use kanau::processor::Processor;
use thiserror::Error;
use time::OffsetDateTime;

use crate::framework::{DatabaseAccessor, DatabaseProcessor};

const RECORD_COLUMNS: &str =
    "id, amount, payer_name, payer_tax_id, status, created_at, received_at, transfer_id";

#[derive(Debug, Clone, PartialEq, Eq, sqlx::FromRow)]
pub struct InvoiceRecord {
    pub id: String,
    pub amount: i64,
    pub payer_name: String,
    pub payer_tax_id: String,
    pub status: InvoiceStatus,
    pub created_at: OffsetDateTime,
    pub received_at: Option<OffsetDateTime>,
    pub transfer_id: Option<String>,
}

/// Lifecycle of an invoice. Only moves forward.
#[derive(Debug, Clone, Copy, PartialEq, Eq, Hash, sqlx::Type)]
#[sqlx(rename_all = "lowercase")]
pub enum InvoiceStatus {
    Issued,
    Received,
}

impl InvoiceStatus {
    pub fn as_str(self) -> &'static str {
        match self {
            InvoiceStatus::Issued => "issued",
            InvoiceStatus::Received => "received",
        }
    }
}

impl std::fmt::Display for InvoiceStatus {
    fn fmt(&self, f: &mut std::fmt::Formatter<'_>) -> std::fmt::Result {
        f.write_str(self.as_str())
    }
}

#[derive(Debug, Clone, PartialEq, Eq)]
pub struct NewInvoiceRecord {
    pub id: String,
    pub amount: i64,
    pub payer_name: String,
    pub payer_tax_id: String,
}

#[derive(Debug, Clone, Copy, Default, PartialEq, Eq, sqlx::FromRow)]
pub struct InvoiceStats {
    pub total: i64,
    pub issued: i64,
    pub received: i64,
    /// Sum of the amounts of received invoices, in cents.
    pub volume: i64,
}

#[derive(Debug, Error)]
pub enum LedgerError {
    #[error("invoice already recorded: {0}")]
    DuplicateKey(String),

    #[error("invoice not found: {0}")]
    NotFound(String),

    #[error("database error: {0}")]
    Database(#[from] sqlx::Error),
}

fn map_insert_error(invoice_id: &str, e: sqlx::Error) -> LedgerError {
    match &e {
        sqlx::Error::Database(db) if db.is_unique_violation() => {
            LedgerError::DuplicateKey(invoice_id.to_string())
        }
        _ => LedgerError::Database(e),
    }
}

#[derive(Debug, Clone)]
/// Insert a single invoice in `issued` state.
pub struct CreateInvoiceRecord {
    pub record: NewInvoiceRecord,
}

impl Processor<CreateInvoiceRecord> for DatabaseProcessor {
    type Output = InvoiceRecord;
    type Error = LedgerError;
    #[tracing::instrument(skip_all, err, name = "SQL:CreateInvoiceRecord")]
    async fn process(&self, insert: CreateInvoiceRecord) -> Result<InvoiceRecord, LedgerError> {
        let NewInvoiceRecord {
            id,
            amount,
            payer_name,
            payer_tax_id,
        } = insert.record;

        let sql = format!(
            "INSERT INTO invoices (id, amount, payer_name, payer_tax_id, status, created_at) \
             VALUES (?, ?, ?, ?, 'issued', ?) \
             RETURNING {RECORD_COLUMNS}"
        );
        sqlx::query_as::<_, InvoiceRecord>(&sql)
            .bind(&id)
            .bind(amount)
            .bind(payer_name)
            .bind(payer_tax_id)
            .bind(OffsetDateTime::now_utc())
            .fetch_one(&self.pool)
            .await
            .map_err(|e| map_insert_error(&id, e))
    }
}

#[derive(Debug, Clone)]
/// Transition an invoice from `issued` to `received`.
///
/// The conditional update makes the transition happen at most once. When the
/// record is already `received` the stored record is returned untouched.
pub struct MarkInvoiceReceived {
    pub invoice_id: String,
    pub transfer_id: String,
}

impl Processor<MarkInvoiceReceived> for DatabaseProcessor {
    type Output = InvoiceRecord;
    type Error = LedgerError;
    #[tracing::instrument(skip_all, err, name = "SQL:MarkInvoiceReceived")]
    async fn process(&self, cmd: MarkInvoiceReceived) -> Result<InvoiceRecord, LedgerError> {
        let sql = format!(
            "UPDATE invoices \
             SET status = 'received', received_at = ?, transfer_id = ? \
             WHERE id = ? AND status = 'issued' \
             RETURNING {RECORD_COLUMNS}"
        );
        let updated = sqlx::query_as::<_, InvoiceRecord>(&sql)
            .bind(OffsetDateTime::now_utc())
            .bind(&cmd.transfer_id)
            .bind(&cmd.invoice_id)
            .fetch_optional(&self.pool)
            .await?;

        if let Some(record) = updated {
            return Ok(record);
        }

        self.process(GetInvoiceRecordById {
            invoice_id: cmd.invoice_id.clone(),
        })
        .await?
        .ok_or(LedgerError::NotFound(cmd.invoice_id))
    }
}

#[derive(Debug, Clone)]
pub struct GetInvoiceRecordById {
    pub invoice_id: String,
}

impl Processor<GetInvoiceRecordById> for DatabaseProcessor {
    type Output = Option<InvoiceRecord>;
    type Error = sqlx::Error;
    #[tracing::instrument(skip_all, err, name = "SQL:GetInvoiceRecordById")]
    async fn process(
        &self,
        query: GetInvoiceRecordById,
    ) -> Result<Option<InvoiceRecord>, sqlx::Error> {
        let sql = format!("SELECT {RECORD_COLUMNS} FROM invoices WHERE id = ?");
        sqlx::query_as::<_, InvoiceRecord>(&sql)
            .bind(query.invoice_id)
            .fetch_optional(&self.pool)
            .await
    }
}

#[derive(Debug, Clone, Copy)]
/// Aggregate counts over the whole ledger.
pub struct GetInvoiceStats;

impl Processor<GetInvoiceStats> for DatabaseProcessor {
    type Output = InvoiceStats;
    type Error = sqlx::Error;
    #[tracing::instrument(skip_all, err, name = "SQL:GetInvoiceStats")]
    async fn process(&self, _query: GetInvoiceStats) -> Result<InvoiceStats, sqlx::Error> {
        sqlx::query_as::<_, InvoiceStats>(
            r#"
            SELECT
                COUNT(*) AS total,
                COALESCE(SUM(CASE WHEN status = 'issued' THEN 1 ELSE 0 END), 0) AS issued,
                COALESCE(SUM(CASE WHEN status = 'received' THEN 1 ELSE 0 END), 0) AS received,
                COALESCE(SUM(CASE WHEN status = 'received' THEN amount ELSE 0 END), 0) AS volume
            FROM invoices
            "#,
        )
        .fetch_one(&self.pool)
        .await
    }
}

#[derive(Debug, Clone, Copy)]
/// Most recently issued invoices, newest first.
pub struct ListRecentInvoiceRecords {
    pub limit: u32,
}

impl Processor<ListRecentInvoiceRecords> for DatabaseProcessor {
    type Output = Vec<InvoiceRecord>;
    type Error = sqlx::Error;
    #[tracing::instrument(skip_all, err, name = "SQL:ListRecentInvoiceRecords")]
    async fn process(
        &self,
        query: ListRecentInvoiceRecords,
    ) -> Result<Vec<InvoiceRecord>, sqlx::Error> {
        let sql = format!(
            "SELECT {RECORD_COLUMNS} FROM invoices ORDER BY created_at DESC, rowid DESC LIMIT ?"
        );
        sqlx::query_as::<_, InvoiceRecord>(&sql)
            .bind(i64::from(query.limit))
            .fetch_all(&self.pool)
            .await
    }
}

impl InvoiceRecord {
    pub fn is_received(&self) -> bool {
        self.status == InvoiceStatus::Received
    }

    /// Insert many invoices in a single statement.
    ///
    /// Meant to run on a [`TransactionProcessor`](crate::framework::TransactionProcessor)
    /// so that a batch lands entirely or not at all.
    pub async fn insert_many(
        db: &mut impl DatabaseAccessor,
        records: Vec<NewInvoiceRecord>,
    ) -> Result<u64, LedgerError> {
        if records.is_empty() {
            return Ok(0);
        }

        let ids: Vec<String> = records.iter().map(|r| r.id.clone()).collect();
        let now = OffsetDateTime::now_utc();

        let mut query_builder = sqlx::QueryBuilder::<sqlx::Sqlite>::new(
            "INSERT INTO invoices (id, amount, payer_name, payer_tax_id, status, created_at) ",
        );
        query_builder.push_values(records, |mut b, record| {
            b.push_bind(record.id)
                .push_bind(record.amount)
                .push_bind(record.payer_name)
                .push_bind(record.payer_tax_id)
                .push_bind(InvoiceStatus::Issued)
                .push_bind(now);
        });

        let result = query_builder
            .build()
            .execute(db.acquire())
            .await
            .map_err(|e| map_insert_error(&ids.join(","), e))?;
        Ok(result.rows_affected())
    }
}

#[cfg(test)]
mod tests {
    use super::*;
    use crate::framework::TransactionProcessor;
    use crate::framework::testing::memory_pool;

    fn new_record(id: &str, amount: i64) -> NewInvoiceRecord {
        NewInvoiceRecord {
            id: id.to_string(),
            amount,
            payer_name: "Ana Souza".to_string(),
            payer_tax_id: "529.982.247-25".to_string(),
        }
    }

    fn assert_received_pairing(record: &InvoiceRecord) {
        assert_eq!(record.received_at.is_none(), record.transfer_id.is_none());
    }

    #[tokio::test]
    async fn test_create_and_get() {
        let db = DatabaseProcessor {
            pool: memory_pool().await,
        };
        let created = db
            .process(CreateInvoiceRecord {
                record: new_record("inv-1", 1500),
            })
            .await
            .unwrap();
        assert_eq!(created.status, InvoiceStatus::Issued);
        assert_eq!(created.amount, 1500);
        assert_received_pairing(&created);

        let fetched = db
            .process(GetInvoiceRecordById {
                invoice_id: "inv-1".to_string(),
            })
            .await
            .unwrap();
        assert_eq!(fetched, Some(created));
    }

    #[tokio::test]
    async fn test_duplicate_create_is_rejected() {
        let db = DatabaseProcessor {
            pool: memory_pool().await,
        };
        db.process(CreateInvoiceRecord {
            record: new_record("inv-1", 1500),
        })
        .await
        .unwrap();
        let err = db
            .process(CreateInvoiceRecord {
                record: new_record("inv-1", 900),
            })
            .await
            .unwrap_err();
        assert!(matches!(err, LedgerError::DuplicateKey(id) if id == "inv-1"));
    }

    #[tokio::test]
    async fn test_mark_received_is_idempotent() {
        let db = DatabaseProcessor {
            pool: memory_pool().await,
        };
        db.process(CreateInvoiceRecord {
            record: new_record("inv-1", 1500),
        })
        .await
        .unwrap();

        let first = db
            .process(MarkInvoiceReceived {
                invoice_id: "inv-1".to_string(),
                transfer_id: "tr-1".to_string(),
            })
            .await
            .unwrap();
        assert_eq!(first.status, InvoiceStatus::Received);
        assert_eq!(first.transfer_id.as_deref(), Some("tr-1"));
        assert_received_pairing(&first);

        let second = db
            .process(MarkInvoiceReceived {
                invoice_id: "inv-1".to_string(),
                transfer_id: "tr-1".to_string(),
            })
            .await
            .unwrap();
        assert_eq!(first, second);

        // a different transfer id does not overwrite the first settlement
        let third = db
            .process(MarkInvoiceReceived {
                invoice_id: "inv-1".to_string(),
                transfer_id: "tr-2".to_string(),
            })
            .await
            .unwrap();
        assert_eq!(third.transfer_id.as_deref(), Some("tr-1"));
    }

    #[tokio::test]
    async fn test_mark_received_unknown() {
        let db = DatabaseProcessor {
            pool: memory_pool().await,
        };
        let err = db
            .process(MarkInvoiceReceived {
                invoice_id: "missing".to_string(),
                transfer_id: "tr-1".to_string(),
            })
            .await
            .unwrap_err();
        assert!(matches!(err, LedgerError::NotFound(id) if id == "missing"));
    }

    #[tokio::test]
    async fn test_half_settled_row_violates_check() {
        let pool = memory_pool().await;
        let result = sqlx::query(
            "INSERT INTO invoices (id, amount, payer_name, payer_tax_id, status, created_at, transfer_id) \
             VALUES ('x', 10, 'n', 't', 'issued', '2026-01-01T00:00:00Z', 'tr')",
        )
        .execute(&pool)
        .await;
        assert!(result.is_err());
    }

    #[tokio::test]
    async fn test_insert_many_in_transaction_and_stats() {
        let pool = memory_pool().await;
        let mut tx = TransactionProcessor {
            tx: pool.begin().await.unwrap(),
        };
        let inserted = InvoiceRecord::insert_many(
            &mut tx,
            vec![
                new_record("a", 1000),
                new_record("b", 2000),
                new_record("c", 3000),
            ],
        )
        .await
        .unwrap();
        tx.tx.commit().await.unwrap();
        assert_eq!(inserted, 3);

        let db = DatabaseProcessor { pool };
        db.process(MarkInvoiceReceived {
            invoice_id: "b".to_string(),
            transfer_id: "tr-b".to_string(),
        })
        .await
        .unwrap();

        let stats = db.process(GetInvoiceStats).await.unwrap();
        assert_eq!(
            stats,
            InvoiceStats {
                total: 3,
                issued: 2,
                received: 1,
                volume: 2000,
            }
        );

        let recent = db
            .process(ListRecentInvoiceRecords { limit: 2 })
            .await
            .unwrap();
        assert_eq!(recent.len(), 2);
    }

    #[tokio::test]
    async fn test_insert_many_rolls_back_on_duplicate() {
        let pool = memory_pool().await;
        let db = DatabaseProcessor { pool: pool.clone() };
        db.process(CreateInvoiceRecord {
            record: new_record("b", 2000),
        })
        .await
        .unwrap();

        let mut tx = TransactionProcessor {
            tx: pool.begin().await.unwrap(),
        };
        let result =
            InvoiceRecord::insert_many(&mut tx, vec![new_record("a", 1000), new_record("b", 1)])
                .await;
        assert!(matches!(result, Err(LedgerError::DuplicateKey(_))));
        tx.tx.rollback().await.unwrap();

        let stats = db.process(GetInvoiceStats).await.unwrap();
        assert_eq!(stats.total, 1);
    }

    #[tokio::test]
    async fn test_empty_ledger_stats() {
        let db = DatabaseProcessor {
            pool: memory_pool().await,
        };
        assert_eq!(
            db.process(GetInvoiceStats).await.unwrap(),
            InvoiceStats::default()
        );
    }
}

→ **TASK TO COMPLETE**
Using the material above, work out the number of lines that include "struct" and answer with that number by itself.

→ **FINISHED TASK**
8